[[ Dataset records open ]]
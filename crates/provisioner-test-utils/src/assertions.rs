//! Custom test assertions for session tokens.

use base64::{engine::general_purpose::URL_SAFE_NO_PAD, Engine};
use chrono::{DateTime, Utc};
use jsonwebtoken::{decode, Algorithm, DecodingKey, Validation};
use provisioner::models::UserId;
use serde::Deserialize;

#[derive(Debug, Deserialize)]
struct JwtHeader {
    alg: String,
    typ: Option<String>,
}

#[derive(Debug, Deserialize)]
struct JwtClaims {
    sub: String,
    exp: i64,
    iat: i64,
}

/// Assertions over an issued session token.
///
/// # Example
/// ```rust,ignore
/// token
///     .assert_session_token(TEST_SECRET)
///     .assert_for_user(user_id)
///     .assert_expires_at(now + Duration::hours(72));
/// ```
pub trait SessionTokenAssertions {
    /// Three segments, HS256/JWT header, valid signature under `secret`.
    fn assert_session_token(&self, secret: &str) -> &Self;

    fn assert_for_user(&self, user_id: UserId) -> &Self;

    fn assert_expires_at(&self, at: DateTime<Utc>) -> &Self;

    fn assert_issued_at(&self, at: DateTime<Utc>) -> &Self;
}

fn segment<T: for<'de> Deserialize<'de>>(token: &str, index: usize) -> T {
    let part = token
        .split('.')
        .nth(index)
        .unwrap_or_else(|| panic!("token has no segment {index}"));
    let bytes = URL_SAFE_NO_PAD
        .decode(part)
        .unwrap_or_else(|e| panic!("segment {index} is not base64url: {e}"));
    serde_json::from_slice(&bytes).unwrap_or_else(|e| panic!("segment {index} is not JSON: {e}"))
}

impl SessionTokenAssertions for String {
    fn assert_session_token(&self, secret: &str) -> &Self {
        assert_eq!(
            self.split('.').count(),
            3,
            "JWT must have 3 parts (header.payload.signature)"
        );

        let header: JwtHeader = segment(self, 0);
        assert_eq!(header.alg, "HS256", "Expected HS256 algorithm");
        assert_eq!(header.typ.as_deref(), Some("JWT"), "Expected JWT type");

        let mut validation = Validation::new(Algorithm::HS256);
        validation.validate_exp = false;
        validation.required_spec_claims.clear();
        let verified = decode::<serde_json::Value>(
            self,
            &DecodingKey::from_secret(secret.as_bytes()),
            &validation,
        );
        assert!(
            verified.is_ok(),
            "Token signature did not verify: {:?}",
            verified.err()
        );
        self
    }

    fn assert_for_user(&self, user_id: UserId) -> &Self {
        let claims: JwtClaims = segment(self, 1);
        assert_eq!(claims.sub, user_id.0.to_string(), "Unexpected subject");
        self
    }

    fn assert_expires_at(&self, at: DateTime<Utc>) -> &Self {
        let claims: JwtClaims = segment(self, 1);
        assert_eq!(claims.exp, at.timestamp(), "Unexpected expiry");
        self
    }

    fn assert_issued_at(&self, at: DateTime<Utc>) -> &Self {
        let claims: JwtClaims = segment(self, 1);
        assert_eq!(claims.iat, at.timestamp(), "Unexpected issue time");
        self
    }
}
[[ Dataset records closed ]]
[[ Dataset records open ]]
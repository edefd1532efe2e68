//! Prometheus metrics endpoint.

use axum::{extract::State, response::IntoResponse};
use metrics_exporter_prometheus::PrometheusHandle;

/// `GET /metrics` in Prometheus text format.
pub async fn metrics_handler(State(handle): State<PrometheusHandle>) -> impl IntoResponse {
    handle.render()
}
[[ Dataset records closed ]]
[[ Dataset records open ]]
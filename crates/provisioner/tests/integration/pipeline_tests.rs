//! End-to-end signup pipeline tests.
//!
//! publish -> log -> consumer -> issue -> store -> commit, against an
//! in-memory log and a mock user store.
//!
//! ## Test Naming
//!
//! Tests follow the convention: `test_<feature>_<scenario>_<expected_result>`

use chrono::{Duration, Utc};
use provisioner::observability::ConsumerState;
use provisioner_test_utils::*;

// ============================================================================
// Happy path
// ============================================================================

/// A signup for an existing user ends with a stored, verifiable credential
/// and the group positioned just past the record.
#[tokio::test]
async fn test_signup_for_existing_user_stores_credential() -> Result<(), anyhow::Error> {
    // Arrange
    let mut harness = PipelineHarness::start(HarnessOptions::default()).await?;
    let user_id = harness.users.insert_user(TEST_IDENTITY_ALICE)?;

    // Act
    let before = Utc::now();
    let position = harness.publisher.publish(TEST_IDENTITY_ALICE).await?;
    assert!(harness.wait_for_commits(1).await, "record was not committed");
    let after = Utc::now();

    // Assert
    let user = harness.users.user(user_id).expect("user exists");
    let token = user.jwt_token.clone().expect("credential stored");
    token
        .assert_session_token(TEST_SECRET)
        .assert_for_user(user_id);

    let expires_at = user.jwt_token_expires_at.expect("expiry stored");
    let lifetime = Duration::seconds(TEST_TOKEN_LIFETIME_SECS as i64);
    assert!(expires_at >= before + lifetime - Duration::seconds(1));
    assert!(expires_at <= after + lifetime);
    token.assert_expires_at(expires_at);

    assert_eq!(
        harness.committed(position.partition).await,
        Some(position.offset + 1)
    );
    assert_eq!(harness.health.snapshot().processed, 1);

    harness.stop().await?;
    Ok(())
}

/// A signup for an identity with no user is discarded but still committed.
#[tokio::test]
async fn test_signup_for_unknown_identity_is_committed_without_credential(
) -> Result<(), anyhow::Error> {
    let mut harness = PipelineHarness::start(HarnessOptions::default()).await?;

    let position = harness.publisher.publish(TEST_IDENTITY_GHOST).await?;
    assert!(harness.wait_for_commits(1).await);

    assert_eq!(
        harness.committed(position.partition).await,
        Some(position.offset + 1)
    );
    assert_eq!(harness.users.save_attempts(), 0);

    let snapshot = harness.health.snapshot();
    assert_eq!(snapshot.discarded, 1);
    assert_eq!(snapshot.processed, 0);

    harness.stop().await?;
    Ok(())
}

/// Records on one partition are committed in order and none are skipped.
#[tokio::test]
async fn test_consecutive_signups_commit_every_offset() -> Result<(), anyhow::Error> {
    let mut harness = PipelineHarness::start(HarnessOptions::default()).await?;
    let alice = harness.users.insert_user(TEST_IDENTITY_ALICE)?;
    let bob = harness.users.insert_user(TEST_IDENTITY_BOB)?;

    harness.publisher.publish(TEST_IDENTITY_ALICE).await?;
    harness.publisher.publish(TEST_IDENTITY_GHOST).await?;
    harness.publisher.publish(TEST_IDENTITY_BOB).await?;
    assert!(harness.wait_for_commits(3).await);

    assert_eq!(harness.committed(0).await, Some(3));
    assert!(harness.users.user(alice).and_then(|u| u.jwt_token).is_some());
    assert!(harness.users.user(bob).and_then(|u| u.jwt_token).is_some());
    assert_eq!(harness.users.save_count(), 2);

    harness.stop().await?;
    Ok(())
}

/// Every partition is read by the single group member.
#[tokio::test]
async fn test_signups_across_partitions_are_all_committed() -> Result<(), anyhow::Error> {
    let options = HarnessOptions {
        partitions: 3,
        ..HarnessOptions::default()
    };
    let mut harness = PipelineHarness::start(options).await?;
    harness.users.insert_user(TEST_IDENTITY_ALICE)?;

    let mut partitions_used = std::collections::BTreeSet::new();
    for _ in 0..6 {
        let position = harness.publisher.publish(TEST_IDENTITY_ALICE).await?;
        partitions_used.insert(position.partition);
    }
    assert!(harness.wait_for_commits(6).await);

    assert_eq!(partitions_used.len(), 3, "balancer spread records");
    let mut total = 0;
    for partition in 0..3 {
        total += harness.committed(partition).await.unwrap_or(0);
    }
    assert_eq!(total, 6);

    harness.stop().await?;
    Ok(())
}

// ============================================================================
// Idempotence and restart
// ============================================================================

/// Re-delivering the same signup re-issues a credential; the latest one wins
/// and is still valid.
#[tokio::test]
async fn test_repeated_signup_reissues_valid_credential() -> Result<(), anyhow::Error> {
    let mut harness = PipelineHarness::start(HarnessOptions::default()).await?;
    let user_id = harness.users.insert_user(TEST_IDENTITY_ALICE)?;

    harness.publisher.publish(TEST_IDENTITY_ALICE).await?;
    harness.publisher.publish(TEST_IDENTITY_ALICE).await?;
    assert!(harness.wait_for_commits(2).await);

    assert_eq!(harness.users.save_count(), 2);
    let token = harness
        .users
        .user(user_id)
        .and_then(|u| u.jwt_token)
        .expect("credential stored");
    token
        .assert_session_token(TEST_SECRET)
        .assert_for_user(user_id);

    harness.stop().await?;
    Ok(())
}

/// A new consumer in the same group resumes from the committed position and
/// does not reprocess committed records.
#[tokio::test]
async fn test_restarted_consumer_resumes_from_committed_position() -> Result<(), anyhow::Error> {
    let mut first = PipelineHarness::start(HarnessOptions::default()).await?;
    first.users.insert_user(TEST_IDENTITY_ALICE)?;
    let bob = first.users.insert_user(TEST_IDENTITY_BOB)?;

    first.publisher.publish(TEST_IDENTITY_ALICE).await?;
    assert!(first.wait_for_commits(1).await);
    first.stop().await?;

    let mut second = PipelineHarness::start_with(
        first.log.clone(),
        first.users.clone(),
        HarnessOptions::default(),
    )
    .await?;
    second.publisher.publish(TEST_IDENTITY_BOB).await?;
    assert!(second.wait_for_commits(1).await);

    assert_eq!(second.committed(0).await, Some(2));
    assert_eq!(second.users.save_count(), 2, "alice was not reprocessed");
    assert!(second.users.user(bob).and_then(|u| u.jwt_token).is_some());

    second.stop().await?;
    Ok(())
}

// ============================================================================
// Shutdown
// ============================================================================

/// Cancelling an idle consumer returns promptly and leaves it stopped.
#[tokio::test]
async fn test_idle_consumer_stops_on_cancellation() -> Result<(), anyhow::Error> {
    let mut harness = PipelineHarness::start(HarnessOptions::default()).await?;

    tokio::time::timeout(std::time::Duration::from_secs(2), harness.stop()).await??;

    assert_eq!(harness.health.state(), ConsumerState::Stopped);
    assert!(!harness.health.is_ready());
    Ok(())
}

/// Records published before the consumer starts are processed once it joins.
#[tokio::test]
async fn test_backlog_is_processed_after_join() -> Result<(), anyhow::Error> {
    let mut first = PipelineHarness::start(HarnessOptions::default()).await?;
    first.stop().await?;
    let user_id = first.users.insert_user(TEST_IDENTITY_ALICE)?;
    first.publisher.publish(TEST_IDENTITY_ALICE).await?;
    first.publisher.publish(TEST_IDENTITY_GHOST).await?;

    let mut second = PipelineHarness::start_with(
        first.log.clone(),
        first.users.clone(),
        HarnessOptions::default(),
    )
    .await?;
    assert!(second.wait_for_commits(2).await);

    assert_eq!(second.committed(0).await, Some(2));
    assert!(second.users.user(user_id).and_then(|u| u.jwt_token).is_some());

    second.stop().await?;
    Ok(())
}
[[ Dataset records closed ]]
**What the task asks:**
Word for word, restate the lines above from the line containing "filename crates/provisioner-test-utils/src/assertions.rs" through the line containing "use provisioner::models::UserId;", with both included and nothing else.

**Exercise output:**
filename crates/provisioner-test-utils/src/assertions.rs
//! Custom test assertions for session tokens.

use base64::{engine::general_purpose::URL_SAFE_NO_PAD, Engine};
use chrono::{DateTime, Utc};
use jsonwebtoken::{decode, Algorithm, DecodingKey, Validation};
use provisioner::models::UserId;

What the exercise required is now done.